As Allinson notes, the "wink and a nod" phrase appears in Justice Kennedy's concurring opinion in Evans v. United States, 504 U.S. 255 (1992), a Supreme Court case decided shortly after McCormick. In Evans, an elected county official accepted unsolicited contributions of cash and a check payable to his campaign from undercover FBI agents in exchange for favorable zoning decisions. 504 U.S. at 257. The trial court instructed the jury that "if a public official demands or accepts money in exchange for [a] specific requested exercise of his or her official power, such a demand or acceptance does constitute a violation of the Hobbs Act regardless of whether the payment is made in the form of a campaign contribution." Id. at 258. The county official argued that the jury instruction allowed the jury to convict based on passive acceptance; he also argued it did not properly describe the quid pro quo standard for campaign contributions. Id. at 267. The Supreme Court disagreed, holding that for a Hobbs Act extortion under color of official right conviction, inducement of the payment by a public official is not required. Id. at 268. It further held that extortion occurs when "the public official receives a payment in return for his agreement to perform specific official acts; fulfillment of the quid pro quo is not an element of the offense." Id.

Justice Kennedy wrote a concurring opinion in Evans to explain that while he agreed with the quid pro quo standard set forth by the majority, he believed that the quid pro quo was in fact an element of the offense, "essential to a determination of those acts which are criminal and those which are not." Evans, 504 U.S. at 272-73 (Kennedy, J., concurring). Discussing the concept of quid pro quo generally, Justice Kennedy further explained, "The official and the payor need not state the quid pro quo in express terms, for otherwise the law's effect could be frustrated by knowing winks and nods. The inducement from the official is criminal if it is express or if it is implied from his words and actions, so long as he intends it to be so and the payor so interprets it." Id. at 274.

The Third Circuit has indeed suggested that Evans sets forth a lesser, implicit quid pro quo standard. See e.g., Antico, 275 F.3d at 257 (declining to apply an explicit quid pro quo requirement outside of the campaign contribution context); Bradley, 173 F.3d at 232 (same).

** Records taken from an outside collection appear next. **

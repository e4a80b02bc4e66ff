//! # Loyalty Rules
//!
//! One place for every business constant: earn rate, referral bonuses and
//! the display conversion. Loaded from the `[rules]` config section; the
//! defaults come from the crate-level constants.

use serde::{Deserialize, Serialize};

use crate::currency::DisplayCurrency;
use crate::error::{CoreError, CoreResult};
use crate::money::Money;
use crate::points::{compute_points_for_visit, EarnRate};
use crate::{
    DEFAULT_BASE_CURRENCY, DEFAULT_DISPLAY_CURRENCY, DEFAULT_DISPLAY_RATE,
    DEFAULT_POINT_DISPLAY_VALUE, DEFAULT_REFEREE_BONUS_POINTS, DEFAULT_REFERRER_BONUS_POINTS,
};

/// Loyalty programme configuration.
///
/// ## Example Config
/// ```toml
/// [rules]
/// base_currency = "USD"
/// display_currency = "KES"
/// display_rate = 129.5
/// earn_rate = 100
/// referrer_bonus_points = 30
/// referee_bonus_points = 15
/// point_display_value = 1.0
/// ```
#[derive(Debug, Clone, PartialEq, Serialize, Deserialize)]
#[serde(default)]
pub struct LoyaltyRules {
    /// Currency all stored amounts are in.
    pub base_currency: String,

    /// Currency amounts are shown in.
    pub display_currency: String,

    /// Display units per base unit.
    pub display_rate: f64,

    /// Base units spent per point earned.
    pub earn_rate: EarnRate,

    /// Points for the owner of a redeemed code.
    pub referrer_bonus_points: i64,

    /// Points for the newly referred customer.
    pub referee_bonus_points: i64,

    /// Display-currency value of one point.
    pub point_display_value: f64,
}

impl Default for LoyaltyRules {
    fn default() -> Self {
        LoyaltyRules {
            base_currency: DEFAULT_BASE_CURRENCY.to_string(),
            display_currency: DEFAULT_DISPLAY_CURRENCY.to_string(),
            display_rate: DEFAULT_DISPLAY_RATE,
            earn_rate: EarnRate::default(),
            referrer_bonus_points: DEFAULT_REFERRER_BONUS_POINTS,
            referee_bonus_points: DEFAULT_REFEREE_BONUS_POINTS,
            point_display_value: DEFAULT_POINT_DISPLAY_VALUE,
        }
    }
}

impl LoyaltyRules {
    /// Checks that every constant is usable.
    pub fn validate(&self) -> CoreResult<()> {
        DisplayCurrency::new(self.display_currency.clone(), self.display_rate)?;
        EarnRate::new(self.earn_rate.base_units_per_point())?;

        if self.referrer_bonus_points < 0 || self.referee_bonus_points < 0 {
            return Err(CoreError::InvalidRate {
                reason: "referral bonuses must not be negative".to_string(),
            });
        }

        if !self.point_display_value.is_finite() || self.point_display_value < 0.0 {
            return Err(CoreError::InvalidRate {
                reason: "point display value must be a non-negative finite number".to_string(),
            });
        }

        Ok(())
    }

    /// The configured display currency.
    pub fn display(&self) -> CoreResult<DisplayCurrency> {
        DisplayCurrency::new(self.display_currency.clone(), self.display_rate)
    }

    /// Points earned by a visit of `amount` base units.
    pub fn points_for_visit(&self, amount: f64) -> CoreResult<i64> {
        compute_points_for_visit(amount, self.earn_rate)
    }

    /// Renders a base-currency amount, e.g. `"KES 12,950"`.
    pub fn render_money(&self, amount: Money) -> CoreResult<String> {
        self.display()?.render(amount)
    }

    /// Renders what a point balance is worth, e.g. `"KES 45"`.
    pub fn render_points_value(&self, points: i64) -> CoreResult<String> {
        if points < 0 {
            return Err(CoreError::invalid_amount("point balance must not be negative"));
        }
        self.display()?
            .render_display(points as f64 * self.point_display_value)
    }
}

// =============================================================================
// Unit Tests
// =============================================================================

#[cfg(test)]
mod tests {
    use super::*;

    #[test]
    fn test_defaults_are_valid() {
        let rules = LoyaltyRules::default();
        assert!(rules.validate().is_ok());
        assert_eq!(rules.referrer_bonus_points, 30);
        assert_eq!(rules.referee_bonus_points, 15);
        assert_eq!(rules.points_for_visit(1000.0).unwrap(), 10);
    }

    #[test]
    fn test_rendering() {
        let rules = LoyaltyRules::default();
        assert_eq!(
            rules.render_money(Money::from_cents(10_000)).unwrap(),
            "KES 12,950"
        );
        assert_eq!(rules.render_points_value(45).unwrap(), "KES 45");
        assert!(rules.render_points_value(-1).is_err());
    }

    #[test]
    fn test_validate_rejects_bad_constants() {
        let mut rules = LoyaltyRules::default();
        rules.display_rate = 0.0;
        assert!(rules.validate().is_err());

        let mut rules = LoyaltyRules::default();
        rules.referee_bonus_points = -1;
        assert!(rules.validate().is_err());
    }

    #[test]
    fn test_partial_config_uses_defaults() {
        let rules: LoyaltyRules =
            serde_json::from_str(r#"{ "display_rate": 130.0, "earn_rate": 50 }"#).unwrap();
        assert_eq!(rules.display_rate, 130.0);
        assert_eq!(rules.earn_rate.base_units_per_point(), 50);
        assert_eq!(rules.display_currency, "KES");
        assert_eq!(rules.referrer_bonus_points, 30);
    }

    #[test]
    fn test_out_of_range_earn_rate_fails_to_parse() {
        let huge = format!(r#"{{ "earn_rate": {} }}"#, i64::MAX);
        assert!(serde_json::from_str::<LoyaltyRules>(&huge).is_err());
        assert!(serde_json::from_str::<LoyaltyRules>(r#"{ "earn_rate": 0 }"#).is_err());
    }
}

For example, in Antico, a case about an official in the Philadelphia Department of Licenses and Inspections who illegally demanded payment and other gifts from businesses to approve zoning permits and licenses, the official argued that the trial court should have charged the jury to find a specific quid pro quo for his extortion convictions. 275 F.3d at 256. The Third Circuit disagreed, stating that in the non-campaign contribution context, the quid pro quo could be "implicit, that is, a conviction can occur if the Government shows that [the defendant] accepted payments or other consideration with the implied understanding that he would perform or not perform an act in his official capacity under color of official right." 275 F.3d at 257 (internal quotation marks omitted). The Third Circuit characterized Evans as holding that "no 'official act' (i.e., no 'quo') need be proved to convict under the Hobbs Act. Nonetheless, the official must know that the payment—the 'quid'—was made in return for official acts." Id. And relying on that standard, the Third Circuit held that the district court did not err in instructing the jury: "If [the defendant] knew that payments or other consideration were extended to him to secure unwarranted favorable treatment in his official capacity, he is guilty of Hobbs Act extortion under color of official right without the need to prove that the official action (or inaction) occurred." Id. at 259. While the Third Circuit rejected the official's argument to apply McCormick's explicit quid pro requirement to non-elected public employees outside the campaign contribution context and applied Evans in the non-campaign contribution context, its analysis does not illuminate the meaning of explicit or what form an explicit quid pro quo must take.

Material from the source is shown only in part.